YOUR ASSIGNMENT: Of the records that follow, copy only the lines from the line containing "self.stats.misses += 1;" to the line containing "let mut name", both included, exactly as written.

DATA FOR THIS TASK:
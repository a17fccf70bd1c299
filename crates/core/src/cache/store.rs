//! JSON file-backed fetch cache.
//!
//! The whole mapping is held in memory and rewritten to disk after every
//! miss, so a session killed mid-way keeps everything it already downloaded.

use std::collections::BTreeMap;
use std::fs;
use std::future::Future;
use std::io::Write;
use std::path::{Path, PathBuf};

use serde_json::Value;

use crate::Error;

/// Hit and miss counters for one store.
#[derive(Debug, Clone, Copy, Default, PartialEq, Eq)]
pub struct CacheStats {
    pub hits: u64,
    pub misses: u64,
}

/// Persistent key-value store for raw fetch results.
///
/// Keys are URLs or canonical keys from [`super::canonical_key`]; values are
/// stored verbatim (page text as JSON strings, API bodies as JSON objects).
/// Entries are never overwritten or removed.
#[derive(Debug)]
pub struct CacheStore {
    path: PathBuf,
    entries: BTreeMap<String, Value>,
    stats: CacheStats,
}

impl CacheStore {
    /// Load the store persisted at `path`.
    ///
    /// A missing, unreadable or malformed file yields an empty store.
    pub fn load(path: impl AsRef<Path>) -> Self {
        let path = path.as_ref().to_path_buf();
        let entries = read_entries(&path).unwrap_or_else(|reason| {
            tracing::debug!(path = %path.display(), %reason, "starting with empty cache");
            BTreeMap::new()
        });

        tracing::debug!(path = %path.display(), entries = entries.len(), "cache loaded");

        Self { path, entries, stats: CacheStats::default() }
    }

    /// Return the value cached under `key`, fetching and persisting it on a miss.
    ///
    /// `fetch` is only invoked when `key` is absent. If it fails nothing is
    /// stored and its error is returned unchanged.
    ///
    /// # Errors
    ///
    /// Returns the error from `fetch`, or [`Error::CacheIo`] if the updated
    /// mapping cannot be written.
    pub async fn get_or_fetch<F, Fut>(&mut self, key: &str, fetch: F) -> Result<Value, Error>
    where
        F: FnOnce() -> Fut,
        Fut: Future<Output = Result<Value, Error>>,
    {
        if let Some(value) = self.entries.get(key) {
            tracing::info!(key, "Using cache");
            self.stats.hits += 1;
            return Ok(value.clone());
        }

        tracing::info!(key, "Fetching");
        self.stats.misses += 1;

        let value = fetch().await?;
        self.entries.insert(key.to_string(), value.clone());
        self.save()?;

        Ok(value)
    }

    /// Look up a key without fetching.
    pub fn get(&self, key: &str) -> Option<&Value> {
        self.entries.get(key)
    }

    /// Write the entire mapping to disk.
    ///
    /// The file is written next to its destination and renamed into place.
    pub fn save(&self) -> Result<(), Error> {
        let io_err = |source| Error::CacheIo { path: self.path.clone(), source };

        if let Some(parent) = self.path.parent()
            && !parent.as_os_str().is_empty()
        {
            fs::create_dir_all(parent).map_err(io_err)?;
        }

        let body = serde_json::to_vec_pretty(&self.entries)
            .map_err(|e| io_err(std::io::Error::new(std::io::ErrorKind::InvalidData, e)))?;

        let tmp = self.tmp_path();
        let mut file = fs::File::create(&tmp).map_err(io_err)?;
        file.write_all(&body).map_err(io_err)?;
        file.sync_all().map_err(io_err)?;
        fs::rename(&tmp, &self.path).map_err(io_err)?;

        tracing::debug!(path = %self.path.display(), entries = self.entries.len(), "cache saved");
        Ok(())
    }

    pub fn len(&self) -> usize {
        self.entries.len()
    }

    pub fn is_empty(&self) -> bool {
        self.entries.is_empty()
    }

    pub fn path(&self) -> &Path {
        &self.path
    }

    pub fn stats(&self) -> CacheStats {
        self.stats
    }

    fn tmp_path(&self) -> PathBuf {
        let mut name = self.path.file_name().map(|n| n.to_os_string()).unwrap_or_else(|| "cache.json".into());
        name.push(".tmp");
        self.path.with_file_name(name)
    }
}

fn read_entries(path: &Path) -> Result<BTreeMap<String, Value>, String> {
    let raw = fs::read_to_string(path).map_err(|e| e.to_string())?;
    serde_json::from_str(&raw).map_err(|e| e.to_string())
}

TASK ANSWER:
        self.stats.misses += 1;

        let value = fetch().await?;
        self.entries.insert(key.to_string(), value.clone());
        self.save()?;

        Ok(value)
    }

    /// Look up a key without fetching.
    pub fn get(&self, key: &str) -> Option<&Value> {
        self.entries.get(key)
    }

    /// Write the entire mapping to disk.
    ///
    /// The file is written next to its destination and renamed into place.
    pub fn save(&self) -> Result<(), Error> {
        let io_err = |source| Error::CacheIo { path: self.path.clone(), source };

        if let Some(parent) = self.path.parent()
            && !parent.as_os_str().is_empty()
        {
            fs::create_dir_all(parent).map_err(io_err)?;
        }

        let body = serde_json::to_vec_pretty(&self.entries)
            .map_err(|e| io_err(std::io::Error::new(std::io::ErrorKind::InvalidData, e)))?;

        let tmp = self.tmp_path();
        let mut file = fs::File::create(&tmp).map_err(io_err)?;
        file.write_all(&body).map_err(io_err)?;
        file.sync_all().map_err(io_err)?;
        fs::rename(&tmp, &self.path).map_err(io_err)?;

        tracing::debug!(path = %self.path.display(), entries = self.entries.len(), "cache saved");
        Ok(())
    }

    pub fn len(&self) -> usize {
        self.entries.len()
    }

    pub fn is_empty(&self) -> bool {
        self.entries.is_empty()
    }

    pub fn path(&self) -> &Path {
        &self.path
    }

    pub fn stats(&self) -> CacheStats {
        self.stats
    }

    fn tmp_path(&self) -> PathBuf {
        let mut name = self.path.file_name().map(|n| n.to_os_string()).unwrap_or_else(|| "cache.json".into());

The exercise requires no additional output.